The safety of vaccines is continuously monitored and studied by programs such as:

  • Vaccine Adverse Events Reporting System
  • Vaccine Safety Datalink project
  • National Vaccine Injury Compensation Program
  • Task Force on Safer Childhood Vaccines
  • Institute of Medicine research studies

Vaccine Adverse Events Reporting System

Sometimes a person will develop adverse signs or symptoms after receiving a vaccine. Health care providers are required to report certain adverse health effects that occur after a child is vaccinated. For example, if a child is hospitalized or dies after receiving a vaccine, this adverse event must be reported. The adverse event may have been caused by something other than the vaccine, such as an infection, a pre-existing illness, or an injury, but there is a small chance that the event was caused by a vaccine. The monitoring systems allow scientists to gather enough data to determine which events may be related to vaccines.

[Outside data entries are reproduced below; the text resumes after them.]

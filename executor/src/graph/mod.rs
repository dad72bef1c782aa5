//! Frame graph infrastructure.
//!
//! A [`FrameGraph`] is the per-frame, declarative description of rendering
//! work the executor consumes. Nodes are typed ([`Node`]) and nested by
//! containment: raster passes own queues, queues own scenes and blits. Every
//! node carries a layout name that links it to the [`LayoutGraph`], and the
//! named resources its views reference live in the [`ResourceGraph`].
//!
//! Traversal order is declaration order. The executor performs no
//! dependency analysis of its own.
//!
//! # Example
//!
//! ```ignore
//! let mut graph = FrameGraph::new();
//! let pass = graph.add_raster_pass("main", "forward", RasterPass::new(1280, 720)
//!     .with_raster_view("color", RasterView::render_target("_", LoadOp::Clear, StoreOp::Store)));
//! let queue = graph.add_queue(pass, "default", QueueNode::new(QueueHint::Opaque));
//! graph.add_scene(queue, "camera", SceneData::new(camera, SceneFlags::OPAQUE));
//! ```

mod layout;
mod node;
mod pass;
mod resource;
mod view;

use std::collections::HashSet;

pub use layout::{
    DescriptorBlock, DescriptorId, DescriptorSetData, LayoutGraph, LayoutId, LayoutKind, PhaseId,
    UpdateFrequency,
};
pub use node::{Blit, Node, QueueHint, QueueNode, SceneData, SceneFlags};
pub use pass::{
    ClearPass, ComputePass, ComputeSubpass, CopyPass, Dispatch, MovePass, RasterPass,
    RasterSubpass, RaytracePass, ResolvePass, TransferPair,
};
pub use resource::{
    Residency, Resource, ResourceDesc, ResourceFlags, ResourceGraph, ResourceId, ResourceKind,
    ResourceTraits, SwapchainTarget,
};
pub use view::{AccessType, AttachmentType, ClearFlags, ComputeView, LoadOp, RasterView, StoreOp};

/// Handle to a node in the frame graph.
///
/// `NodeId` is `Copy` and cheap to pass around. It is only valid within
/// the `FrameGraph` that created it.
#[derive(Debug, Clone, Copy, PartialEq, Eq, Hash, PartialOrd, Ord)]
pub struct NodeId(u32);

impl NodeId {
    /// Get the index of this node.
    pub fn index(self) -> usize {
        self.0 as usize
    }
}

/// Per-node uniform data pushed into the global descriptor set.
#[derive(Debug, Clone, PartialEq, Default)]
pub struct RenderData {
    /// Uniform blocks keyed by binding of the global set.
    pub blocks: Vec<(u32, Vec<f32>)>,
}

impl RenderData {
    /// Set a uniform block, replacing an earlier value for the same binding.
    pub fn set_block(&mut self, binding: u32, values: impl Into<Vec<f32>>) {
        let values = values.into();
        match self.blocks.iter_mut().find(|(b, _)| *b == binding) {
            Some((_, existing)) => *existing = values,
            None => self.blocks.push((binding, values)),
        }
    }

    pub fn is_empty(&self) -> bool {
        self.blocks.is_empty()
    }
}

#[derive(Debug, Clone)]
struct NodeEntry {
    name: String,
    layout: String,
    node: Node,
    data: RenderData,
    valid: bool,
    parent: Option<NodeId>,
    children: Vec<NodeId>,
}

/// The frame graph describes one frame's rendering work.
#[derive(Debug, Clone, Default)]
pub struct FrameGraph {
    nodes: Vec<NodeEntry>,
    roots: Vec<NodeId>,
    resource_uses: Vec<String>,
    used: HashSet<String>,
}

impl FrameGraph {
    /// Create a new empty frame graph.
    pub fn new() -> Self {
        Self::default()
    }

    /// Add a node under `parent`, or as a root.
    ///
    /// Resources referenced by the node's views are added to the frame's
    /// resource-use list.
    pub fn add_node(
        &mut self,
        name: impl Into<String>,
        layout: impl Into<String>,
        node: Node,
        parent: Option<NodeId>,
    ) -> NodeId {
        let id = NodeId(self.nodes.len() as u32);
        let names: Vec<String> = node
            .resource_names()
            .into_iter()
            .map(str::to_string)
            .collect();
        for name in names {
            self.use_resource(name);
        }
        self.nodes.push(NodeEntry {
            name: name.into(),
            layout: layout.into(),
            node,
            data: RenderData::default(),
            valid: true,
            parent,
            children: Vec::new(),
        });
        match parent {
            Some(parent) => self.nodes[parent.index()].children.push(id),
            None => self.roots.push(id),
        }
        id
    }

    /// Add a top-level raster pass.
    pub fn add_raster_pass(
        &mut self,
        name: impl Into<String>,
        layout: impl Into<String>,
        pass: RasterPass,
    ) -> NodeId {
        self.add_node(name, layout, Node::RasterPass(pass), None)
    }

    /// Add a render queue to a pass.
    pub fn add_queue(&mut self, pass: NodeId, layout: impl Into<String>, queue: QueueNode) -> NodeId {
        let layout = layout.into();
        self.add_node(layout.clone(), layout, Node::Queue(queue), Some(pass))
    }

    /// Add a scene to a queue.
    pub fn add_scene(&mut self, queue: NodeId, name: impl Into<String>, scene: SceneData) -> NodeId {
        self.add_node(name, "", Node::Scene(scene), Some(queue))
    }

    /// Add a blit to a queue.
    pub fn add_blit(&mut self, queue: NodeId, name: impl Into<String>, blit: Blit) -> NodeId {
        self.add_node(name, "", Node::Blit(blit), Some(queue))
    }

    /// Mark a resource as used this frame.
    pub fn use_resource(&mut self, name: impl Into<String>) {
        let name = name.into();
        if self.used.insert(name.clone()) {
            self.resource_uses.push(name);
        }
    }

    /// Resources used this frame, in first-use order.
    pub fn resource_uses(&self) -> &[String] {
        &self.resource_uses
    }

    /// Returns true if the resource is used this frame.
    pub fn is_resource_used(&self, name: &str) -> bool {
        self.used.contains(name)
    }

    pub fn set_valid(&mut self, node: NodeId, valid: bool) {
        self.nodes[node.index()].valid = valid;
    }

    pub fn is_valid(&self, node: NodeId) -> bool {
        self.nodes[node.index()].valid
    }

    pub fn render_data_mut(&mut self, node: NodeId) -> &mut RenderData {
        &mut self.nodes[node.index()].data
    }

    pub fn render_data(&self, node: NodeId) -> &RenderData {
        &self.nodes[node.index()].data
    }

    pub fn node(&self, node: NodeId) -> &Node {
        &self.nodes[node.index()].node
    }

    pub fn name(&self, node: NodeId) -> &str {
        &self.nodes[node.index()].name
    }

    /// Layout name linking the node to the layout graph.
    pub fn layout(&self, node: NodeId) -> &str {
        &self.nodes[node.index()].layout
    }

    pub fn parent(&self, node: NodeId) -> Option<NodeId> {
        self.nodes[node.index()].parent
    }

    pub fn children(&self, node: NodeId) -> &[NodeId] {
        &self.nodes[node.index()].children
    }

    /// Top-level nodes in declaration order.
    pub fn roots(&self) -> &[NodeId] {
        &self.roots
    }

    /// Number of nodes.
    pub fn len(&self) -> usize {
        self.nodes.len()
    }

    /// Returns true if the graph has no nodes.
    pub fn is_empty(&self) -> bool {
        self.nodes.is_empty()
    }

    /// Remove all nodes, keeping allocations.
    pub fn clear(&mut self) {
        self.nodes.clear();
        self.roots.clear();
        self.resource_uses.clear();
        self.used.clear();
    }
}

In 1990, the FDA and CDC established the Vaccine Adverse Events Reporting System (VAERS) so that reports could be collected and analyzed. As many as 12,000 reports have been made in a single year, and about 2,000 of these reported serious illness or death. All reports are entered into a database; FDA and CDC use the data to monitor vaccine safety and conduct research studies. However, with further examination, most of these events have been found to be unrelated to vaccines. VAERS reports do not establish cause and effect. Only large epidemiologic studies can show that the vaccine caused the adverse event.

To ensure that all relevant data are captured, the VAERS allows anyone to file a report if they suspect that their child or patient has a vaccine-related reaction. Because entries are not screened, the database contains events that are related and unrelated to vaccines. The FDA monitors VAERS to determine whether any vaccine is associated with more adverse events than would be expected due to chance.

Recently, the rotavirus vaccine was withdrawn from the market after VAERS reports identified 15 cases of severe bowel obstruction in infants who received it. VAERS data were used as a "signal" that the vaccine might be causing the problem; however subsequent epidemiological studies were necessary to establish that the vaccine was likely responsible. To date, a definite causal relationship has not been established.

VAERS Contact Information
Phone: 1-800-822-7967
Email: [email protected]

Vaccine Safety Datalink Project

Unlike the VAERS database, large linked databases allow research scientists to have access to the complete medical records of millions of people who receive vaccines. (Patient identity is not released).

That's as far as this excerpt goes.